Patrick Balkany : 18 mois de prison ferme requis pour détournement de fonds publics

Le tribunal de Nanterre a requis, ce mercredi, une peine de trois ans d’emprisonnement, dont 18 mois fermes, à l’encontre de Patrick Balkany, ancien maire de Levallois-Perret, dans le cadre d’une affaire de détournement de fonds publics. Jugé pour des faits de prise illégale d’intérêts, ce procès a mis en lumière des pratiques douteuses liées à une association subventionnée par la mairie.

EN BREF

  • Patrick Balkany a été jugé pour détournement de fonds publics et prise illégale d’intérêts.
  • Le procureur a requis 18 mois de prison ferme et une amende de 350.000 euros.
  • Le jugement sera rendu le 28 mai prochain.

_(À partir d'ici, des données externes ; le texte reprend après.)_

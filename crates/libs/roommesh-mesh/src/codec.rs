//! Mesh collection encode/decode.
//!
//! The format is internal to roommesh; the only contract is that
//! `decode(&encode(meshes)) == meshes`.

use crate::mesh::{Mesh, Triangle, Vertex};
use crate::{FORMAT_VERSION, MAGIC};

/// Blob header size: 4 (magic) + 1 (version) + 4 (mesh_count) = 9
pub const HEADER_SIZE: usize = 9;

const MESH_HEADER_SIZE: usize = 8;
const VERTEX_SIZE: usize = 12;
const TRIANGLE_SIZE: usize = 12;

/// Errors from decoding a mesh blob. Any of these means the whole payload is
/// unusable.
#[derive(Debug, Clone, PartialEq, Eq, thiserror::Error)]
pub enum CodecError {
    #[error("blob too short: {0} bytes (minimum {HEADER_SIZE})")]
    TooShort(usize),

    #[error("invalid magic (expected 'RMSH')")]
    InvalidMagic,

    #[error("unsupported blob version: {0}")]
    UnsupportedVersion(u8),

    #[error("truncated blob: mesh {mesh} needs {needed} more bytes, {available} available")]
    Truncated { mesh: usize, needed: usize, available: usize },

    #[error("{0} trailing bytes after last mesh")]
    TrailingBytes(usize),

    #[error("mesh too large to encode: {0} elements")]
    TooLarge(usize),
}

/// Encode a mesh collection. The empty collection encodes to the header alone.
///
/// Counts are written as `u32` without checking; [`try_encode`] is the
/// checked form used for anything that gets stored or served.
pub fn encode(meshes: &[Mesh]) -> Vec<u8> {
    let body: usize = meshes
        .iter()
        .map(|m| {
            MESH_HEADER_SIZE + m.vertices.len() * VERTEX_SIZE + m.triangles.len() * TRIANGLE_SIZE
        })
        .sum();
    let mut buf = Vec::with_capacity(HEADER_SIZE + body);
    buf.extend_from_slice(MAGIC);
    buf.push(FORMAT_VERSION);
    buf.extend_from_slice(&(meshes.len() as u32).to_le_bytes());

    for mesh in meshes {
        buf.extend_from_slice(&(mesh.vertices.len() as u32).to_le_bytes());
        buf.extend_from_slice(&(mesh.triangles.len() as u32).to_le_bytes());
        for vertex in &mesh.vertices {
            for component in vertex {
                buf.extend_from_slice(&component.to_le_bytes());
            }
        }
        for triangle in &mesh.triangles {
            for index in triangle {
                buf.extend_from_slice(&index.to_le_bytes());
            }
        }
    }
    buf
}

/// Encode, refusing collections whose counts do not fit the 32-bit fields.
pub fn try_encode(meshes: &[Mesh]) -> Result<Vec<u8>, CodecError> {
    if meshes.len() > u32::MAX as usize {
        return Err(CodecError::TooLarge(meshes.len()));
    }
    for mesh in meshes {
        let largest = mesh.vertices.len().max(mesh.triangles.len());
        if largest > u32::MAX as usize {
            return Err(CodecError::TooLarge(largest));
        }
    }
    Ok(encode(meshes))
}

/// Decode a blob produced by [`encode`].
pub fn decode(data: &[u8]) -> Result<Vec<Mesh>, CodecError> {
    if data.len() < HEADER_SIZE {
        return Err(CodecError::TooShort(data.len()));
    }
    if &data[..4] != MAGIC.as_slice() {
        return Err(CodecError::InvalidMagic);
    }
    if data[4] != FORMAT_VERSION {
        return Err(CodecError::UnsupportedVersion(data[4]));
    }

    let mut reader = Reader { data, pos: 5 };
    let count = reader.u32(0)? as usize;

    // Every mesh needs at least its own header, so a count larger than the
    // remaining bytes allow is rejected before allocating.
    let max_meshes = reader.remaining() / MESH_HEADER_SIZE;
    if count > max_meshes {
        return Err(CodecError::Truncated {
            mesh: max_meshes,
            needed: (count - max_meshes) * MESH_HEADER_SIZE,
            available: reader.remaining() % MESH_HEADER_SIZE,
        });
    }

    let mut meshes = Vec::with_capacity(count);
    for index in 0..count {
        let vertex_count = reader.u32(index)? as usize;
        let triangle_count = reader.u32(index)? as usize;
        let needed = vertex_count
            .saturating_mul(VERTEX_SIZE)
            .saturating_add(triangle_count.saturating_mul(TRIANGLE_SIZE));
        reader.require(index, needed)?;

        let mut vertices: Vec<Vertex> = Vec::with_capacity(vertex_count);
        for _ in 0..vertex_count {
            vertices.push([reader.f32(index)?, reader.f32(index)?, reader.f32(index)?]);
        }
        let mut triangles: Vec<Triangle> = Vec::with_capacity(triangle_count);
        for _ in 0..triangle_count {
            triangles.push([reader.u32(index)?, reader.u32(index)?, reader.u32(index)?]);
        }
        meshes.push(Mesh { vertices, triangles });
    }

    if reader.remaining() != 0 {
        return Err(CodecError::TrailingBytes(reader.remaining()));
    }
    Ok(meshes)
}

struct Reader<'a> {
    data: &'a [u8],
    pos: usize,
}

impl Reader<'_> {
    fn remaining(&self) -> usize {
        self.data.len() - self.pos
    }

    fn require(&self, mesh: usize, needed: usize) -> Result<(), CodecError> {
        let available = self.remaining();
        if needed > available {
            return Err(CodecError::Truncated { mesh, needed, available });
        }
        Ok(())
    }

    fn take4(&mut self, mesh: usize) -> Result<[u8; 4], CodecError> {
        self.require(mesh, 4)?;
        let mut out = [0u8; 4];
        out.copy_from_slice(&self.data[self.pos..self.pos + 4]);
        self.pos += 4;
        Ok(out)
    }

    fn u32(&mut self, mesh: usize) -> Result<u32, CodecError> {
        self.take4(mesh).map(u32::from_le_bytes)
    }

    fn f32(&mut self, mesh: usize) -> Result<f32, CodecError> {
        self.take4(mesh).map(f32::from_le_bytes)
    }
}

#[cfg(test)]
mod tests {
    use super::*;

    fn triangle() -> Mesh {
        Mesh::new(vec![[0.0, 0.0, 0.0], [1.0, 0.0, 0.0], [0.0, 1.0, 0.0]], vec![[0, 1, 2]])
    }

    #[test]
    fn empty_collection_is_header_only() {
        let encoded = encode(&[]);
        assert_eq!(encoded.len(), HEADER_SIZE);
        assert_eq!(&encoded[..4], MAGIC);
        assert_eq!(decode(&encoded).expect("decode empty"), Vec::<Mesh>::new());
    }

    #[test]
    fn roundtrip_multiple_meshes() {
        let meshes = vec![
            triangle(),
            Mesh::cuboid([-2.5, 0.0, -1.0], [2.5, 3.0, 1.0]),
            Mesh::default(),
        ];
        let decoded = decode(&encode(&meshes)).expect("decode failed");
        assert_eq!(decoded, meshes);
    }

    #[test]
    fn encoded_size_is_exact() {
        let encoded = encode(&[triangle()]);
        assert_eq!(encoded.len(), HEADER_SIZE + 8 + 3 * 12 + 12);
    }

    #[test]
    fn decode_too_short() {
        assert_eq!(decode(b"RMSH"), Err(CodecError::TooShort(4)));
        assert_eq!(decode(&[]), Err(CodecError::TooShort(0)));
    }

    #[test]
    fn decode_bad_magic() {
        let mut encoded = encode(&[triangle()]);
        encoded[0] = b'X';
        assert_eq!(decode(&encoded), Err(CodecError::InvalidMagic));
    }

    #[test]
    fn decode_bad_version() {
        let mut encoded = encode(&[]);
        encoded[4] = 0x7f;
        assert_eq!(decode(&encoded), Err(CodecError::UnsupportedVersion(0x7f)));
    }

    #[test]
    fn decode_truncated_payload() {
        let encoded = encode(&[triangle(), triangle()]);
        for cut in HEADER_SIZE..encoded.len() {
            let err = decode(&encoded[..cut]).expect_err("truncated blob must not decode");
            assert!(matches!(err, CodecError::Truncated { .. }), "cut {cut}: {err:?}");
        }
    }

    #[test]
    fn decode_rejects_absurd_mesh_count() {
        let mut encoded = encode(&[]);
        encoded[5..9].copy_from_slice(&u32::MAX.to_le_bytes());
        assert!(matches!(decode(&encoded), Err(CodecError::Truncated { .. })));
    }

    #[test]
    fn decode_rejects_absurd_vertex_count() {
        let mut encoded = encode(&[Mesh::default()]);
        encoded[9..13].copy_from_slice(&u32::MAX.to_le_bytes());
        assert!(matches!(decode(&encoded), Err(CodecError::Truncated { mesh: 0, .. })));
    }

    #[test]
    fn decode_trailing_bytes() {
        let mut encoded = encode(&[triangle()]);
        encoded.extend_from_slice(&[0, 0]);
        assert_eq!(decode(&encoded), Err(CodecError::TrailingBytes(2)));
    }

    #[test]
    fn try_encode_matches_encode() {
        let meshes = vec![triangle()];
        assert_eq!(try_encode(&meshes).expect("encode"), encode(&meshes));
    }
}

Lors de l’audience, la procureure, Nathalie Foy, a souligné la gravité des faits, décrivant une « atteinte à la société et à l’État ». Elle a également pris en compte l’âge avancé de l’accusé, âgé de 77 ans. Le procès a révélé les liens étroits entre Balkany et son ancien directeur du développement économique, Renaud Guillot-Corail, décédé en 2020. Ce dernier aurait bénéficié d’une rémunération indue, grâce à une association, le Codeeil, financée par des subventions municipales.

Au cours des débats, la procureure a démontré que cette association avait été conçue pour contourner les règles de la fonction publique. Elle a mis en lumière des abus tels que des voyages luxueux en première classe financés par des fonds publics. « L’argent public c’est sacré », a-t-elle insisté, rappelant que des associations d’aide sociale ne reçoivent que des montants dérisoires comparés aux sommes gaspillées dans ce montage.

Les charges retenues contre Balkany incluent l’utilisation abusive des ressources publiques pour assurer un complément de revenus à Guillot-Corail, qui touchait déjà une retraite substantielle. Ce dernier cumulait ainsi des revenus dépassant 11.000 euros par mois, tout en louant un logement à Levallois à un tarif très en dessous du marché.

La tension a monté au cours des échanges entre le tribunal et l’ancien maire, ce dernier reprochant à la présidente du tribunal un « mélange des genres » et des questions qu’il jugeait déplacées. La magistrate, Nathalie Ballerini, a répondu avec fermeté, rappelant à Balkany les règles de la cour. « Vous ne me parlez pas comme à votre secrétaire », s’est-il exclamé, témoignant d’une certaine exaspération face à la situation.

Dans sa défense, l’avocat de Balkany, Robin Binsard, a rejeté les accusations et a plaidé pour une relaxe. Il a dénoncé la sévérité des réquisitions et a demandé à la cour de juger l’homme, et non le « baron des Hauts-de-Seine ». « Il n’existe aucune certitude dans ce dossier », a-t-il soutenu.

Patrick Balkany, quant à lui, s’est montré serein face aux accusations. « La justice, elle se trompe parfois, j’espère qu’elle reconnaîtra cette fois ma bonne foi », a-t-il déclaré. Le verdict final sera rendu le 28 mai, date à laquelle la cour examinera également une seconde affaire impliquant l’utilisation illégale de policiers comme chauffeurs privés, une accusation que Balkany a refusé de commenter lors de cette audience.

Ce procès met en lumière des pratiques de gestion des fonds publics qui soulèvent des questions éthiques et juridiques, et il ne fait que renforcer le sentiment d’une nécessité de transparence et d’intégrité dans la gestion des affaires publiques.